今日は昼から薬草店も開けるのに困る。抱っこされたまま薬草店で働くなんて屈辱だ、どんな羞恥プレイだ、絶対に嫌だ。

「エスカリオットさん!降ろしてください」

シャイナは慌てた。

「ん?なぜだ?」

「人に戻ってから帰ります」

「戻る必要はないが?」

「あります」

「嫌だ、せっかく狐のシャイナなんだ」

ぎゅっとエスカリオットの腕に力がこもった。

まずい、まずいぞ、小動物への欲求のスイッチが入っている。

「狼です!こんな格好で帰りたくないです」

「この方が楽だろう」

「楽とかじゃないです」

「帰ってから戻ればいい」

「ダメです、このままずるずる店に立つ予感しかしません」

「なるほど、それもいいな」

エスカリオットがにっこりする。

いかあん、墓穴を掘った!

シャイナはさあっと青くなった。

じたばたしてみるけれど、エスカリオットはどうやっているのか、優しいけれどがっちりとシャイナをホールドしていて逃げ出せる様子はない。

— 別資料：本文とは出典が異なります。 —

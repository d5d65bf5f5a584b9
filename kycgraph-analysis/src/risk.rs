// Copyright 2025 Sushanth (https://github.com/sushanthpy)
//
// Licensed under the Apache License, Version 2.0 (the "License");
// you may not use this file except in compliance with the License.
// You may obtain a copy of the License at
//
//     http://www.apache.org/licenses/LICENSE-2.0
//
// Unless required by applicable law or agreed to in writing, software
// distributed under the License is distributed on an "AS IS" BASIS,
// WITHOUT WARRANTIES OR CONDITIONS OF ANY KIND, either express or implied.
// See the License for the specific language governing permissions and
// limitations under the License.

//! Rule-based community risk tiering
//!
//! Rules are evaluated in a fixed order and the first tier with a firing
//! rule decides:
//!
//! | Tier   | Rules                                                        |
//! |--------|--------------------------------------------------------------|
//! | High   | `entity_count >= high_size` or `density >= high_density`     |
//! | Medium | `entity_count >= medium_size` or `density >= medium_density` |
//! | Low    | otherwise                                                    |

use kycgraph_core::{
    Community, KycGraphResult, RiskAssessment, RiskLevel, RiskRule, RiskThresholds,
};

/// Internal edge weight over the number of member pairs.
///
/// Collapsed edges can carry weight above 1, so the ratio is clamped to 1.
pub fn density(community: &Community) -> f64 {
    let n = community.entity_count();
    if n < 2 {
        return 0.0;
    }
    let pairs = (n * (n - 1) / 2) as f64;
    (community.internal_edge_weight as f64 / pairs).min(1.0)
}

#[derive(Debug, Clone)]
pub struct RiskClassifier {
    thresholds: RiskThresholds,
}

impl RiskClassifier {
    /// Rejects inconsistent thresholds before anything is classified
    pub fn new(thresholds: RiskThresholds) -> KycGraphResult<Self> {
        thresholds.validate()?;
        Ok(Self { thresholds })
    }

    pub fn thresholds(&self) -> &RiskThresholds {
        &self.thresholds
    }

    pub fn classify(&self, community: &Community) -> RiskAssessment {
        let entity_count = community.entity_count();
        let density = density(community);
        let (risk_level, rationale) = self.evaluate(entity_count, density);

        RiskAssessment {
            community_id: community.id,
            risk_level,
            entity_count,
            density,
            rationale,
        }
    }

    pub fn classify_all(&self, communities: &[Community]) -> Vec<RiskAssessment> {
        communities.iter().map(|c| self.classify(c)).collect()
    }

    /// Tier and fired rules for raw metrics
    pub fn evaluate(&self, entity_count: usize, density: f64) -> (RiskLevel, Vec<RiskRule>) {
        let t = &self.thresholds;

        let tiers = [
            (
                RiskLevel::High,
                [
                    (RiskRule::HighSize, entity_count >= t.high_size),
                    (RiskRule::HighDensity, density >= t.high_density),
                ],
            ),
            (
                RiskLevel::Medium,
                [
                    (RiskRule::MediumSize, entity_count >= t.medium_size),
                    (RiskRule::MediumDensity, density >= t.medium_density),
                ],
            ),
        ];

        tiers
            .iter()
            .map(|(level, rules)| {
                let fired: Vec<RiskRule> = rules
                    .iter()
                    .filter(|(_, fired)| *fired)
                    .map(|(rule, _)| *rule)
                    .collect();
                (*level, fired)
            })
            .find(|(_, fired)| !fired.is_empty())
            .unwrap_or((RiskLevel::Low, Vec::new()))
    }
}

#[cfg(test)]
mod tests {
    use super::*;
    use kycgraph_core::{EntityId, KycGraphError};

    fn community(size: usize, internal_edge_weight: u64) -> Community {
        Community {
            id: 7,
            members: (0..size)
                .map(|i| EntityId::from(format!("company:c{i}").as_str()))
                .collect(),
            internal_edge_weight,
            external_edge_weight: 0,
            degree_sum: 2 * internal_edge_weight,
            modularity: 0.0,
        }
    }

    fn classifier() -> RiskClassifier {
        RiskClassifier::new(RiskThresholds::default()).unwrap()
    }

    #[test]
    fn test_density() {
        assert_eq!(density(&community(0, 0)), 0.0);
        assert_eq!(density(&community(1, 0)), 0.0);
        assert_eq!(density(&community(4, 3)), 0.5);
        // Heavier than a complete graph
        assert_eq!(density(&community(3, 10)), 1.0);
    }

    #[test]
    fn test_large_dense_community_fires_both_high_rules() {
        // 60 members, 1593 of 1770 pairs connected
        let assessment = classifier().classify(&community(60, 1593));
        assert_eq!(assessment.risk_level, RiskLevel::High);
        assert_eq!(
            assessment.rationale,
            vec![RiskRule::HighSize, RiskRule::HighDensity]
        );
        assert!((assessment.density - 0.9).abs() < 1e-12);
        assert_eq!(assessment.community_id, 7);
        assert_eq!(assessment.entity_count, 60);
    }

    #[test]
    fn test_medium_rationale_lists_only_medium_rules() {
        // 25 members, sparse
        let assessment = classifier().classify(&community(25, 30));
        assert_eq!(assessment.risk_level, RiskLevel::Medium);
        assert_eq!(assessment.rationale, vec![RiskRule::MediumSize]);

        // 4 members, density 0.5
        let assessment = classifier().classify(&community(4, 3));
        assert_eq!(assessment.risk_level, RiskLevel::Medium);
        assert_eq!(assessment.rationale, vec![RiskRule::MediumDensity]);
    }

    #[test]
    fn test_low_has_empty_rationale() {
        let assessment = classifier().classify(&community(5, 1));
        assert_eq!(assessment.risk_level, RiskLevel::Low);
        assert!(assessment.rationale.is_empty());
    }

    #[test]
    fn test_thresholds_are_inclusive() {
        let assessment = classifier().classify(&community(50, 0));
        assert_eq!(assessment.risk_level, RiskLevel::High);
        assert_eq!(assessment.rationale, vec![RiskRule::HighSize]);

        let assessment = classifier().classify(&community(20, 0));
        assert_eq!(assessment.risk_level, RiskLevel::Medium);
    }

    #[test]
    fn test_invalid_thresholds_rejected_at_construction() {
        let thresholds = RiskThresholds {
            medium_density: 0.9,
            ..RiskThresholds::default()
        };
        let err = RiskClassifier::new(thresholds).unwrap_err();
        assert!(matches!(err, KycGraphError::Configuration(_)));
    }
}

落ち着け、落ち着こう、ここは頭を使って抜け出すべきだ。逃げても捕まるし。4秒で捕まるし。

シャイナは必死に考えてから口を開く。

「……私が人に戻って帰るなら、お昼に肉まんを買って帰れますよ」

ぴくり、とエスカリオットの眉が動いた。

よし!反応している。

シャイナはぐっと肉球を握りしめる。

「久しぶりですよね、肉まん。美味しいですよね、ほくほくで」

無表情だけど、エスカリオットが迷っているのが分かる。

いいぞ、この調子だ。

無意識にふさふさと尻尾が揺れる。

「中の肉汁がじゅわって皮に染み込むんですよね。買って帰って、一緒にカラシを付けて食べましょう、ね、エスカリオットさん」

エスカリオットは相変わらず無表情だけど、大分、揺らいでる様子だ。あとひと押しだ。

「ね、そうしましょう。休みの日で良ければ狼になって、ナデナデくらいはさせてあげます」

どうだ!!

「…………」

エスカリオットがじぃっとシャイナを見てくる。

しばらく、じぃっと見た後、

「昼時に肉まんとは卑怯だな」

そう言いながらも、シャイナを解放してくれた。

シャイナはエスカリオットの気が変わらない内にと、直ぐ様マリオに頼んで、個室の商談スペースを借り、人の姿に戻った。

マリオも狼のシャイナに「可愛いじゃないですか」と大興奮で、「触ってもいいですか?」とうずうずしていたけれど、もちろん、エスカリオットは触らせなかった。

人型に戻ってギルド事務所を出て、エスカリオットと共に家路につく。

やれやれ、危なかった。

あともう少しで、店の看板狼みたいになる所だった。

シャイナは胸を撫で下ろしながら、屋台でほかほかの肉まんを8個買って、無表情だが上機嫌のエスカリオットと共に薬草店兼自宅へと歩いた。

そして店が見えてきた所で、その入り口の段差に男が1人座っているのに気付いた。

カーキ色の傭兵団のジャケットを着たがっしりした男が、シャイナの薬草店の前で明らかにシャイナ達を待っていた。